**Task statement:**
Reproduce the records below exactly, with nothing altered.

**Working data:**
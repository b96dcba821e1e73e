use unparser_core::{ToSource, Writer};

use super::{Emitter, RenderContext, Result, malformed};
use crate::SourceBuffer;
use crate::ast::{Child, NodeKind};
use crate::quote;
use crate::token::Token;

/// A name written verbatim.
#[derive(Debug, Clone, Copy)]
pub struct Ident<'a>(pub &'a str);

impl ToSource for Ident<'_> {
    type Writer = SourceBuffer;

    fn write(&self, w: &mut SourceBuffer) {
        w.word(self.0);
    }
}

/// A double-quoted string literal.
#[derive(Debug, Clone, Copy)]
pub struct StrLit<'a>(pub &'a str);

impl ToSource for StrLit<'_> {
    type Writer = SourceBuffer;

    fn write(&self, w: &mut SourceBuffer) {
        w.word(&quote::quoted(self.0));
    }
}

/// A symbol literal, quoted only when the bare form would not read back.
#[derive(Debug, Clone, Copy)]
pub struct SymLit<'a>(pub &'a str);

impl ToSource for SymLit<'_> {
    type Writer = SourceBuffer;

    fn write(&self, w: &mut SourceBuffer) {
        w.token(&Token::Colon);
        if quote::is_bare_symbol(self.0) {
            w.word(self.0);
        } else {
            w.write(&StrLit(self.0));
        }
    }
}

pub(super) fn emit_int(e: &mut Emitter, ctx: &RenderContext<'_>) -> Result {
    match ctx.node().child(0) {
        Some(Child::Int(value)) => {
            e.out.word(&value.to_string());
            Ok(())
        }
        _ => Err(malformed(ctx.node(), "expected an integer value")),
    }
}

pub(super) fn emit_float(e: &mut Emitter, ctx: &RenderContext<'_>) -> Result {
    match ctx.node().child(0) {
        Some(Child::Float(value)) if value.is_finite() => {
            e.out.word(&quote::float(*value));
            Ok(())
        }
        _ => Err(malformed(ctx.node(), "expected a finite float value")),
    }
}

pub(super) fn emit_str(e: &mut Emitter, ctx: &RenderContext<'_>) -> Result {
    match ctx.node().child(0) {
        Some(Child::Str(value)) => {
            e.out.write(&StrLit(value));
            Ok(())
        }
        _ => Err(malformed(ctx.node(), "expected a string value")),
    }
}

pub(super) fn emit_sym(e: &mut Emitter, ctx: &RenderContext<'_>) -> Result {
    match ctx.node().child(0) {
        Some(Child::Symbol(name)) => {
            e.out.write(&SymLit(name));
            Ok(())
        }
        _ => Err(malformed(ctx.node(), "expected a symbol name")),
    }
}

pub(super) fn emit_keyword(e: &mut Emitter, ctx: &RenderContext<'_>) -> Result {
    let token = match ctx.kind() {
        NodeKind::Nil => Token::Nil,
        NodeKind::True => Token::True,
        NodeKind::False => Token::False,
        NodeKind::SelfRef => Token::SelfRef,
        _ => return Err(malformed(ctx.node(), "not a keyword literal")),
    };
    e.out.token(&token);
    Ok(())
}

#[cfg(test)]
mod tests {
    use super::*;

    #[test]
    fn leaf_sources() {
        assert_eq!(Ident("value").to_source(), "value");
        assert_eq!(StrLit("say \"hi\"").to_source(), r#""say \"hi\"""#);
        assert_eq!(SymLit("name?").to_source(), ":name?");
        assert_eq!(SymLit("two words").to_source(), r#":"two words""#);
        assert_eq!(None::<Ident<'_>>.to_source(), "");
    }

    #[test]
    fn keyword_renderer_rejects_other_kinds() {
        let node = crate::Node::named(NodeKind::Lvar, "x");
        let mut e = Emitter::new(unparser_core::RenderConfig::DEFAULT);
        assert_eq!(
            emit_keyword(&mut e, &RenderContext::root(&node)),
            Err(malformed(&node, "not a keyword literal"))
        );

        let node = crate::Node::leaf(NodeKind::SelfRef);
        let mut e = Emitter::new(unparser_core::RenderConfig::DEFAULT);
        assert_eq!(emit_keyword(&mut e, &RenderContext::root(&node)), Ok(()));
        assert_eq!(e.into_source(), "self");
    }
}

**Written response:**
repository b96dcba821e1e73e
use unparser_core::{ToSource, Writer};

use super::{Emitter, RenderContext, Result, malformed};
use crate::SourceBuffer;
use crate::ast::{Child, NodeKind};
use crate::quote;
use crate::token::Token;

/// A name written verbatim.
#[derive(Debug, Clone, Copy)]
pub struct Ident<'a>(pub &'a str);

impl ToSource for Ident<'_> {
    type Writer = SourceBuffer;

    fn write(&self, w: &mut SourceBuffer) {
        w.word(self.0);
    }
}

/// A double-quoted string literal.
#[derive(Debug, Clone, Copy)]
pub struct StrLit<'a>(pub &'a str);

impl ToSource for StrLit<'_> {
    type Writer = SourceBuffer;

    fn write(&self, w: &mut SourceBuffer) {
        w.word(&quote::quoted(self.0));
    }
}

/// A symbol literal, quoted only when the bare form would not read back.
#[derive(Debug, Clone, Copy)]
pub struct SymLit<'a>(pub &'a str);

impl ToSource for SymLit<'_> {
    type Writer = SourceBuffer;

    fn write(&self, w: &mut SourceBuffer) {
        w.token(&Token::Colon);
        if quote::is_bare_symbol(self.0) {
            w.word(self.0);
        } else {
            w.write(&StrLit(self.0));
        }
    }
}

pub(super) fn emit_int(e: &mut Emitter, ctx: &RenderContext<'_>) -> Result {
    match ctx.node().child(0) {
        Some(Child::Int(value)) => {
            e.out.word(&value.to_string());
            Ok(())
        }
        _ => Err(malformed(ctx.node(), "expected an integer value")),
    }
}

pub(super) fn emit_float(e: &mut Emitter, ctx: &RenderContext<'_>) -> Result {
    match ctx.node().child(0) {
        Some(Child::Float(value)) if value.is_finite() => {
            e.out.word(&quote::float(*value));
            Ok(())
        }
        _ => Err(malformed(ctx.node(), "expected a finite float value")),
    }
}

pub(super) fn emit_str(e: &mut Emitter, ctx: &RenderContext<'_>) -> Result {
    match ctx.node().child(0) {
        Some(Child::Str(value)) => {
            e.out.write(&StrLit(value));
            Ok(())
        }
        _ => Err(malformed(ctx.node(), "expected a string value")),
    }
}

pub(super) fn emit_sym(e: &mut Emitter, ctx: &RenderContext<'_>) -> Result {
    match ctx.node().child(0) {
        Some(Child::Symbol(name)) => {
            e.out.write(&SymLit(name));
            Ok(())
        }
        _ => Err(malformed(ctx.node(), "expected a symbol name")),
    }
}

pub(super) fn emit_keyword(e: &mut Emitter, ctx: &RenderContext<'_>) -> Result {
    let token = match ctx.kind() {
        NodeKind::Nil => Token::Nil,
        NodeKind::True => Token::True,
        NodeKind::False => Token::False,
        NodeKind::SelfRef => Token::SelfRef,
        _ => return Err(malformed(ctx.node(), "not a keyword literal")),
    };
    e.out.token(&token);
    Ok(())
}

#[cfg(test)]
mod tests {
    use super::*;

    #[test]
    fn leaf_sources() {
        assert_eq!(Ident("value").to_source(), "value");
        assert_eq!(StrLit("say \"hi\"").to_source(), r#""say \"hi\"""#);
        assert_eq!(SymLit("name?").to_source(), ":name?");
        assert_eq!(SymLit("two words").to_source(), r#":"two words""#);
        assert_eq!(None::<Ident<'_>>.to_source(), "");
    }

    #[test]
    fn keyword_renderer_rejects_other_kinds() {
        let node = crate::Node::named(NodeKind::Lvar, "x");
        let mut e = Emitter::new(unparser_core::RenderConfig::DEFAULT);
        assert_eq!(
            emit_keyword(&mut e, &RenderContext::root(&node)),
            Err(malformed(&node, "not a keyword literal"))
        );

        let node = crate::Node::leaf(NodeKind::SelfRef);
        let mut e = Emitter::new(unparser_core::RenderConfig::DEFAULT);
        assert_eq!(emit_keyword(&mut e, &RenderContext::root(&node)), Ok(()));
        assert_eq!(e.into_source(), "self");
    }
}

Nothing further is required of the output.